Retype every entry precisely and keep each line whole.
--- SUPPLIED RECORDS Enclosed Below ---
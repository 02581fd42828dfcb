use crate::domain::models::Profile;
use crate::domain::reconciliation::{ReconcileDecision, reconcile};
use crate::infrastructure::activity_log::ActivityLog;
use crate::infrastructure::error::InfraError;
use crate::infrastructure::profile_repository::ProfileRepository;
use std::sync::{Arc, Mutex};
use tokio::sync::watch;

const COMPONENT: &str = "profile_store";

/// Owner of the locally held profile.
///
/// Readers get a cheap `Arc` snapshot or a watch subscription. Writes are
/// crate-private: [`ProfileSyncService`](crate::application::profile_sync::ProfileSyncService)
/// performs them together with the query cache reset and the sign-out
/// sequencing. Both write paths persist first and publish second, so a
/// subscriber never sees a profile that failed to reach disk.
pub struct ProfileStore {
    sender: watch::Sender<Option<Arc<Profile>>>,
    repository: Arc<dyn ProfileRepository>,
    write_guard: Mutex<()>,
    activity_log: Arc<ActivityLog>,
}

impl ProfileStore {
    /// Restores the last persisted profile, if any.
    pub fn load(repository: Arc<dyn ProfileRepository>) -> Result<Self, InfraError> {
        let initial = repository.load()?.map(Arc::new);
        let (sender, _) = watch::channel(initial);
        Ok(Self {
            sender,
            repository,
            write_guard: Mutex::new(()),
            activity_log: Arc::new(ActivityLog::disabled()),
        })
    }

    pub fn with_activity_log(mut self, activity_log: Arc<ActivityLog>) -> Self {
        self.activity_log = activity_log;
        self
    }

    pub fn current(&self) -> Option<Arc<Profile>> {
        self.sender.borrow().clone()
    }

    pub fn subscribe(&self) -> watch::Receiver<Option<Arc<Profile>>> {
        self.sender.subscribe()
    }

    /// Applies a server profile. On `Keep` nothing is written and the held
    /// `Arc` stays the same allocation, so subscribers are not woken.
    pub(crate) fn reconcile(&self, server: Profile) -> Result<ReconcileDecision, InfraError> {
        let _guard = self
            .write_guard
            .lock()
            .map_err(|error| InfraError::InvalidConfig(format!("profile store lock poisoned: {error}")))?;

        let local = self.current();
        let decision = reconcile(&server, local.as_deref());
        let ReconcileDecision::Replace(reason) = decision else {
            return Ok(decision);
        };

        self.repository.save(&server)?;
        self.sender.send_replace(Some(Arc::new(server)));
        self.activity_log.info(
            COMPONENT,
            &format!("local profile replaced: {}", reason.as_str()),
        );
        Ok(decision)
    }

    /// Drops the local profile, e.g. on sign-out.
    pub(crate) fn clear(&self) -> Result<(), InfraError> {
        let _guard = self
            .write_guard
            .lock()
            .map_err(|error| InfraError::InvalidConfig(format!("profile store lock poisoned: {error}")))?;
        self.repository.clear()?;
        self.sender.send_if_modified(|current| current.take().is_some());
        Ok(())
    }
}

#[cfg(test)]
mod tests {
    use super::*;
    use crate::domain::reconciliation::ReplaceReason;
    use crate::infrastructure::profile_repository::InMemoryProfileRepository;
    use chrono::{DateTime, Utc};

    fn fixed_time(value: &str) -> DateTime<Utc> {
        DateTime::parse_from_rfc3339(value)
            .expect("valid datetime")
            .with_timezone(&Utc)
    }

    fn profile(status: &str, updated_at: &str, bio: &str) -> Profile {
        let mut fields = serde_json::Map::new();
        fields.insert("bio".to_string(), serde_json::Value::String(bio.to_string()));
        Profile {
            status: status.to_string(),
            updated_at: Some(fixed_time(updated_at)),
            fields,
        }
    }

    fn empty_store() -> (ProfileStore, Arc<InMemoryProfileRepository>) {
        let repository = Arc::new(InMemoryProfileRepository::default());
        let store = ProfileStore::load(repository.clone()).expect("load store");
        (store, repository)
    }

    #[test]
    fn first_server_profile_is_adopted_and_persisted() {
        let (store, repository) = empty_store();
        let server = profile("PENDING", "2026-02-01T10:00:00Z", "hello");

        let decision = store.reconcile(server.clone()).expect("reconcile");

        assert_eq!(decision, ReconcileDecision::Replace(ReplaceReason::NoLocalProfile));
        assert_eq!(store.current().as_deref(), Some(&server));
        assert_eq!(repository.load().expect("load"), Some(server));
    }

    #[test]
    fn keep_preserves_snapshot_identity() {
        let (store, _) = empty_store();
        store
            .reconcile(profile("ACTIVE", "2026-02-01T10:00:00Z", "hello"))
            .expect("seed");
        let before = store.current().expect("profile present");
        let mut receiver = store.subscribe();
        receiver.mark_unchanged();

        let decision = store
            .reconcile(profile("ACTIVE", "2026-02-01T10:00:00Z", "hello"))
            .expect("reconcile");

        assert_eq!(decision, ReconcileDecision::Keep);
        let after = store.current().expect("profile present");
        assert!(Arc::ptr_eq(&before, &after));
        assert!(!receiver.has_changed().expect("sender alive"));
    }

    #[test]
    fn status_change_replaces_even_with_older_timestamp() {
        let (store, _) = empty_store();
        store
            .reconcile(profile("PENDING", "2026-02-01T10:00:00Z", "hello"))
            .expect("seed");
        let mut receiver = store.subscribe();
        receiver.mark_unchanged();

        let decision = store
            .reconcile(profile("ACTIVE", "2026-01-01T10:00:00Z", "hello"))
            .expect("reconcile");

        assert_eq!(decision, ReconcileDecision::Replace(ReplaceReason::StatusChanged));
        assert!(receiver.has_changed().expect("sender alive"));
        assert_eq!(store.current().expect("profile").status, "ACTIVE");
    }

    #[test]
    fn persisted_profile_is_restored_on_load() {
        let repository = Arc::new(InMemoryProfileRepository::default());
        let saved = profile("ACTIVE", "2026-02-01T10:00:00Z", "restored");
        repository.save(&saved).expect("save");

        let store = ProfileStore::load(repository).expect("load");

        assert_eq!(store.current().as_deref(), Some(&saved));
    }

    #[test]
    fn clear_drops_local_and_persisted_profile() {
        let (store, repository) = empty_store();
        store
            .reconcile(profile("ACTIVE", "2026-02-01T10:00:00Z", "hello"))
            .expect("seed");

        store.clear().expect("clear");

        assert!(store.current().is_none());
        assert!(repository.load().expect("load").is_none());
    }

    #[test]
    fn replacements_are_logged_with_their_reason() {
        let dir = std::env::temp_dir().join(format!("booking-core-profile-store-{}", std::process::id()));
        let log = Arc::new(ActivityLog::in_dir(&dir));
        let store = ProfileStore::load(Arc::new(InMemoryProfileRepository::default()))
            .expect("load")
            .with_activity_log(Arc::clone(&log));

        store
            .reconcile(profile("ACTIVE", "2026-02-01T10:00:00Z", "hello"))
            .expect("reconcile");

        let contents = std::fs::read_to_string(log.path().expect("log path")).expect("read log");
        assert!(contents.contains("local profile replaced: no_local_profile"));
        let _ = std::fs::remove_dir_all(dir);
    }
}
--- End of Enclosed SUPPLIED RECORDS ---
## SOLUTION FOR THIS EXERCISE
repository 02581fd42828dfcb
use crate::domain::models::Profile;
use crate::domain::reconciliation::{ReconcileDecision, reconcile};
use crate::infrastructure::activity_log::ActivityLog;
use crate::infrastructure::error::InfraError;
use crate::infrastructure::profile_repository::ProfileRepository;
use std::sync::{Arc, Mutex};
use tokio::sync::watch;

const COMPONENT: &str = "profile_store";

/// Owner of the locally held profile.
///
/// Readers get a cheap `Arc` snapshot or a watch subscription. Writes are
/// crate-private: [`ProfileSyncService`](crate::application::profile_sync::ProfileSyncService)
/// performs them together with the query cache reset and the sign-out
/// sequencing. Both write paths persist first and publish second, so a
/// subscriber never sees a profile that failed to reach disk.
pub struct ProfileStore {
    sender: watch::Sender<Option<Arc<Profile>>>,
    repository: Arc<dyn ProfileRepository>,
    write_guard: Mutex<()>,
    activity_log: Arc<ActivityLog>,
}

impl ProfileStore {
    /// Restores the last persisted profile, if any.
    pub fn load(repository: Arc<dyn ProfileRepository>) -> Result<Self, InfraError> {
        let initial = repository.load()?.map(Arc::new);
        let (sender, _) = watch::channel(initial);
        Ok(Self {
            sender,
            repository,
            write_guard: Mutex::new(()),
            activity_log: Arc::new(ActivityLog::disabled()),
        })
    }

    pub fn with_activity_log(mut self, activity_log: Arc<ActivityLog>) -> Self {
        self.activity_log = activity_log;
        self
    }

    pub fn current(&self) -> Option<Arc<Profile>> {
        self.sender.borrow().clone()
    }

    pub fn subscribe(&self) -> watch::Receiver<Option<Arc<Profile>>> {
        self.sender.subscribe()
    }

    /// Applies a server profile. On `Keep` nothing is written and the held
    /// `Arc` stays the same allocation, so subscribers are not woken.
    pub(crate) fn reconcile(&self, server: Profile) -> Result<ReconcileDecision, InfraError> {
        let _guard = self
            .write_guard
            .lock()
            .map_err(|error| InfraError::InvalidConfig(format!("profile store lock poisoned: {error}")))?;

        let local = self.current();
        let decision = reconcile(&server, local.as_deref());
        let ReconcileDecision::Replace(reason) = decision else {
            return Ok(decision);
        };

        self.repository.save(&server)?;
        self.sender.send_replace(Some(Arc::new(server)));
        self.activity_log.info(
            COMPONENT,
            &format!("local profile replaced: {}", reason.as_str()),
        );
        Ok(decision)
    }

    /// Drops the local profile, e.g. on sign-out.
    pub(crate) fn clear(&self) -> Result<(), InfraError> {
        let _guard = self
            .write_guard
            .lock()
            .map_err(|error| InfraError::InvalidConfig(format!("profile store lock poisoned: {error}")))?;
        self.repository.clear()?;
        self.sender.send_if_modified(|current| current.take().is_some());
        Ok(())
    }
}

#[cfg(test)]
mod tests {
    use super::*;
    use crate::domain::reconciliation::ReplaceReason;
    use crate::infrastructure::profile_repository::InMemoryProfileRepository;
    use chrono::{DateTime, Utc};

    fn fixed_time(value: &str) -> DateTime<Utc> {
        DateTime::parse_from_rfc3339(value)
            .expect("valid datetime")
            .with_timezone(&Utc)
    }

    fn profile(status: &str, updated_at: &str, bio: &str) -> Profile {
        let mut fields = serde_json::Map::new();
        fields.insert("bio".to_string(), serde_json::Value::String(bio.to_string()));
        Profile {
            status: status.to_string(),
            updated_at: Some(fixed_time(updated_at)),
            fields,
        }
    }

    fn empty_store() -> (ProfileStore, Arc<InMemoryProfileRepository>) {
        let repository = Arc::new(InMemoryProfileRepository::default());
        let store = ProfileStore::load(repository.clone()).expect("load store");
        (store, repository)
    }

    #[test]
    fn first_server_profile_is_adopted_and_persisted() {
        let (store, repository) = empty_store();
        let server = profile("PENDING", "2026-02-01T10:00:00Z", "hello");

        let decision = store.reconcile(server.clone()).expect("reconcile");

        assert_eq!(decision, ReconcileDecision::Replace(ReplaceReason::NoLocalProfile));
        assert_eq!(store.current().as_deref(), Some(&server));
        assert_eq!(repository.load().expect("load"), Some(server));
    }

    #[test]
    fn keep_preserves_snapshot_identity() {
        let (store, _) = empty_store();
        store
            .reconcile(profile("ACTIVE", "2026-02-01T10:00:00Z", "hello"))
            .expect("seed");
        let before = store.current().expect("profile present");
        let mut receiver = store.subscribe();
        receiver.mark_unchanged();

        let decision = store
            .reconcile(profile("ACTIVE", "2026-02-01T10:00:00Z", "hello"))
            .expect("reconcile");

        assert_eq!(decision, ReconcileDecision::Keep);
        let after = store.current().expect("profile present");
        assert!(Arc::ptr_eq(&before, &after));
        assert!(!receiver.has_changed().expect("sender alive"));
    }

    #[test]
    fn status_change_replaces_even_with_older_timestamp() {
        let (store, _) = empty_store();
        store
            .reconcile(profile("PENDING", "2026-02-01T10:00:00Z", "hello"))
            .expect("seed");
        let mut receiver = store.subscribe();
        receiver.mark_unchanged();

        let decision = store
            .reconcile(profile("ACTIVE", "2026-01-01T10:00:00Z", "hello"))
            .expect("reconcile");

        assert_eq!(decision, ReconcileDecision::Replace(ReplaceReason::StatusChanged));
        assert!(receiver.has_changed().expect("sender alive"));
        assert_eq!(store.current().expect("profile").status, "ACTIVE");
    }

    #[test]
    fn persisted_profile_is_restored_on_load() {
        let repository = Arc::new(InMemoryProfileRepository::default());
        let saved = profile("ACTIVE", "2026-02-01T10:00:00Z", "restored");
        repository.save(&saved).expect("save");

        let store = ProfileStore::load(repository).expect("load");

        assert_eq!(store.current().as_deref(), Some(&saved));
    }

    #[test]
    fn clear_drops_local_and_persisted_profile() {
        let (store, repository) = empty_store();
        store
            .reconcile(profile("ACTIVE", "2026-02-01T10:00:00Z", "hello"))
            .expect("seed");

        store.clear().expect("clear");

        assert!(store.current().is_none());
        assert!(repository.load().expect("load").is_none());
    }

    #[test]
    fn replacements_are_logged_with_their_reason() {
        let dir = std::env::temp_dir().join(format!("booking-core-profile-store-{}", std::process::id()));
        let log = Arc::new(ActivityLog::in_dir(&dir));
        let store = ProfileStore::load(Arc::new(InMemoryProfileRepository::default()))
            .expect("load")
            .with_activity_log(Arc::clone(&log));

        store
            .reconcile(profile("ACTIVE", "2026-02-01T10:00:00Z", "hello"))
            .expect("reconcile");

        let contents = std::fs::read_to_string(log.path().expect("log path")).expect("read log");
        assert!(contents.contains("local profile replaced: no_local_profile"));
        let _ = std::fs::remove_dir_all(dir);
    }
}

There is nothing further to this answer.